Dataset entries
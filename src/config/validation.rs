//! Config validation: unknown-key detection with Levenshtein suggestions
//! and physical range checks.
//!
//! Two-pass parse approach: first deserialize raw TOML into `toml::Value`,
//! walk the key tree, compare against known field names, and emit warnings
//! with "did you mean?" suggestions. Then proceed with normal serde
//! deserialization. Warnings never break existing configs.

use std::collections::HashSet;

use crate::asset_health::EFFICIENCY_FLOOR;

/// A non-fatal config warning (typo, suspicious value).
#[derive(Debug, Clone)]
pub struct ValidationWarning {
    pub field: String,
    pub message: String,
    pub suggestion: Option<String>,
}

impl std::fmt::Display for ValidationWarning {
    fn fmt(&self, f: &mut std::fmt::Formatter<'_>) -> std::fmt::Result {
        write!(f, "{}", self.message)?;
        if let Some(ref s) = self.suggestion {
            write!(f, ", did you mean '{s}'?")?;
        }
        Ok(())
    }
}

// ============================================================================
// Known Config Keys
// ============================================================================

/// Returns the complete set of valid dotted key paths for NexusConfig.
///
/// Any new field added to NexusConfig must be added here too.
pub fn known_config_keys() -> HashSet<&'static str> {
    let keys: &[&str] = &[
        // [asset]
        "asset",
        "asset.id",
        "asset.plant",
        // [physics]
        "physics",
        "physics.base_efficiency",
        "physics.ideal_power_kw",
        "physics.co2_lbs_per_kwh",
        "physics.energy_rate_usd_per_kwh",
        // [telemetry]
        "telemetry",
        "telemetry.topic",
        "telemetry.read_timeout_secs",
        "telemetry.max_reconnect_attempts",
        // [server]
        "server",
        "server.addr",
    ];
    keys.iter().copied().collect()
}

// ============================================================================
// TOML Key Walking
// ============================================================================

/// Recursively walks a `toml::Value` tree and collects all dotted key paths.
///
/// For example, a table `{ a = { b = 1, c = 2 } }` yields:
/// `["a", "a.b", "a.c"]`
pub fn walk_toml_keys(value: &toml::Value, prefix: &str) -> Vec<String> {
    let mut keys = Vec::new();
    if let Some(table) = value.as_table() {
        for (k, v) in table {
            let path = if prefix.is_empty() {
                k.clone()
            } else {
                format!("{prefix}.{k}")
            };
            keys.push(path.clone());
            if v.is_table() {
                keys.extend(walk_toml_keys(v, &path));
            }
        }
    }
    keys
}

// ============================================================================
// Levenshtein Distance
// ============================================================================

/// Compute the Levenshtein edit distance between two strings.
fn levenshtein(a: &str, b: &str) -> usize {
    let a: Vec<char> = a.chars().collect();
    let b: Vec<char> = b.chars().collect();
    if a.is_empty() {
        return b.len();
    }
    if b.is_empty() {
        return a.len();
    }

    let mut prev: Vec<usize> = (0..=b.len()).collect();
    let mut curr = vec![0; b.len() + 1];

    for (i, ca) in a.iter().enumerate() {
        curr[0] = i + 1;
        for (j, cb) in b.iter().enumerate() {
            let cost = usize::from(ca != cb);
            curr[j + 1] = (prev[j + 1] + 1).min(curr[j] + 1).min(prev[j] + cost);
        }
        std::mem::swap(&mut prev, &mut curr);
    }

    prev[b.len()]
}

/// Find the closest known key, if any is within a small edit distance.
pub fn suggest_correction(unknown: &str, known: &HashSet<&'static str>) -> Option<String> {
    known
        .iter()
        .map(|k| (levenshtein(unknown, k), *k))
        .filter(|(d, _)| *d <= 3)
        .min_by_key(|(d, _)| *d)
        .map(|(_, k)| k.to_string())
}

/// Report keys in a raw TOML document that NexusConfig does not know about.
pub fn validate_unknown_keys(raw_toml: &str) -> Vec<ValidationWarning> {
    let value: toml::Value = match raw_toml.parse() {
        Ok(v) => v,
        Err(_) => return Vec::new(), // parse errors are handled by serde later
    };

    let known = known_config_keys();
    walk_toml_keys(&value, "")
        .into_iter()
        .filter(|key| !known.contains(key.as_str()))
        .map(|key| ValidationWarning {
            suggestion: suggest_correction(&key, &known),
            message: format!("Unknown config key '{key}'"),
            field: key,
        })
        .collect()
}

// ============================================================================
// Physical Range Validation
// ============================================================================

/// Validate physical ranges on a parsed NexusConfig.
///
/// Returns (errors, warnings). Errors are impossible values that must
/// prevent startup; warnings are suspicious but not fatal.
pub fn validate_physical_ranges(
    config: &super::NexusConfig,
) -> (Vec<String>, Vec<ValidationWarning>) {
    let mut errors = Vec::new();
    let mut warnings = Vec::new();
    let p = &config.physics;

    // NaN/Inf comparisons silently pass, check them explicitly
    for (name, value) in [
        ("physics.base_efficiency", p.base_efficiency),
        ("physics.ideal_power_kw", p.ideal_power_kw),
        ("physics.co2_lbs_per_kwh", p.co2_lbs_per_kwh),
        ("physics.energy_rate_usd_per_kwh", p.energy_rate_usd_per_kwh),
    ] {
        if !value.is_finite() {
            errors.push(format!("{name} must be a finite number (got {value})"));
        }
    }
    if !errors.is_empty() {
        return (errors, warnings);
    }

    // Efficiency must sit above the degradation floor, or the curve is flat
    if p.base_efficiency <= EFFICIENCY_FLOOR || p.base_efficiency > 1.0 {
        errors.push(format!(
            "physics.base_efficiency = {:.3} is outside physical range ({EFFICIENCY_FLOOR:.2}-1.00]",
            p.base_efficiency
        ));
    }

    if p.ideal_power_kw <= 0.0 {
        errors.push(format!(
            "physics.ideal_power_kw = {:.1} must be > 0",
            p.ideal_power_kw
        ));
    }

    // Used as a divisor in the annual cost calculation
    if p.co2_lbs_per_kwh <= 0.0 {
        errors.push(format!(
            "physics.co2_lbs_per_kwh = {:.3} must be > 0 (used as divisor)",
            p.co2_lbs_per_kwh
        ));
    } else if p.co2_lbs_per_kwh > 3.0 {
        warnings.push(ValidationWarning {
            field: "physics.co2_lbs_per_kwh".to_string(),
            message: format!(
                "physics.co2_lbs_per_kwh = {:.2} is above any US grid subregion (< 3.0)",
                p.co2_lbs_per_kwh
            ),
            suggestion: None,
        });
    }

    if p.energy_rate_usd_per_kwh < 0.0 {
        errors.push(format!(
            "physics.energy_rate_usd_per_kwh = {:.3} cannot be negative",
            p.energy_rate_usd_per_kwh
        ));
    }

    (errors, warnings)
}

#[cfg(test)]
mod tests {
    use super::*;
    use crate::config::NexusConfig;

    #[test]
    fn test_levenshtein_identical() {
        assert_eq!(levenshtein("hello", "hello"), 0);
    }

    #[test]
    fn test_levenshtein_one_edit() {
        assert_eq!(levenshtein("efficency", "efficiency"), 1);
    }

    #[test]
    fn test_levenshtein_empty() {
        assert_eq!(levenshtein("", "abc"), 3);
        assert_eq!(levenshtein("abc", ""), 3);
    }

    #[test]
    fn test_walk_toml_keys_nested() {
        let toml: toml::Value = r#"
            [physics]
            base_efficiency = 0.85
        "#
        .parse()
        .unwrap();
        let keys = walk_toml_keys(&toml, "");
        assert!(keys.contains(&"physics".to_string()));
        assert!(keys.contains(&"physics.base_efficiency".to_string()));
    }

    #[test]
    fn test_typo_key_produces_warning_with_suggestion() {
        let toml_str = r#"
[physics]
base_efficency = 0.85
"#;
        let warnings = validate_unknown_keys(toml_str);
        assert_eq!(warnings.len(), 1);
        assert_eq!(
            warnings[0].suggestion.as_deref(),
            Some("physics.base_efficiency")
        );
    }

    #[test]
    fn test_known_keys_produce_no_warnings() {
        let toml_str = NexusConfig::default().to_toml().unwrap();
        assert!(validate_unknown_keys(&toml_str).is_empty());
    }

    #[test]
    fn test_nan_rate_rejected() {
        let mut config = NexusConfig::default();
        config.physics.energy_rate_usd_per_kwh = f64::NAN;
        let (errors, _) = validate_physical_ranges(&config);
        assert_eq!(errors.len(), 1);
    }

    #[test]
    fn test_high_emission_factor_warns() {
        let mut config = NexusConfig::default();
        config.physics.co2_lbs_per_kwh = 4.0;
        let (errors, warnings) = validate_physical_ranges(&config);
        assert!(errors.is_empty());
        assert_eq!(warnings.len(), 1);
    }
}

**Problem statement**. Check the records above and copy each line that has the string "NexusConfig".

**Response for this exercise**.
/// Returns the complete set of valid dotted key paths for NexusConfig.
/// Any new field added to NexusConfig must be added here too.
/// Report keys in a raw TOML document that NexusConfig does not know about.
/// Validate physical ranges on a parsed NexusConfig.
    config: &super::NexusConfig,
    use crate::config::NexusConfig;
        let toml_str = NexusConfig::default().to_toml().unwrap();
        let mut config = NexusConfig::default();
        let mut config = NexusConfig::default();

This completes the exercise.